[Collected data entries]
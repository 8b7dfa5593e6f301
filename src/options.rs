// SPDX-License-Identifier: Apache-2.0
// Copyright 2026 AuraIO Contributors


//! Engine configuration options

/// Completion backend selection
#[derive(Debug, Clone, Copy, PartialEq, Eq, Default)]
pub enum BackendKind {
    /// io_uring when the kernel supports it, otherwise inline (default)
    #[default]
    Auto,
    /// io_uring only; engine creation fails without it
    Uring,
    /// Synchronous `pread`/`pwrite` at submission time
    Inline,
}

/// Engine configuration options
///
/// Use the builder pattern to customize engine behavior:
///
/// ```
/// use aura_file::{BackendKind, Options};
///
/// let opts = Options::new()
///     .backend(BackendKind::Inline)
///     .queue_depth(64)
///     .event_capacity(16);
/// ```
#[derive(Debug, Clone)]
pub struct Options {
    pub(crate) backend: BackendKind,
    pub(crate) queue_depth: u32,
    pub(crate) event_capacity: usize,
}

impl Default for Options {
    fn default() -> Self {
        Self::new()
    }
}

impl Options {
    /// Create new options with default values
    pub fn new() -> Self {
        Self {
            backend: BackendKind::Auto,
            queue_depth: 256,
            event_capacity: 64,
        }
    }

    /// Select the completion backend (default: Auto)
    pub fn backend(mut self, kind: BackendKind) -> Self {
        self.backend = kind;
        self
    }

    /// Set the io_uring submission queue depth (default: 256)
    ///
    /// Clamped to at least 1.
    pub fn queue_depth(mut self, depth: u32) -> Self {
        self.queue_depth = depth.max(1);
        self
    }

    /// Set the most completions one loop turn delivers (default: 64)
    ///
    /// Clamped to at least 1. Completions past the limit stay with the
    /// backend until the next turn.
    pub fn event_capacity(mut self, capacity: usize) -> Self {
        self.event_capacity = capacity.max(1);
        self
    }
}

**TASK**
Only the count belongs in your answer, so please work out how many lines of the data contain "crate".

**TASK RESULT**
3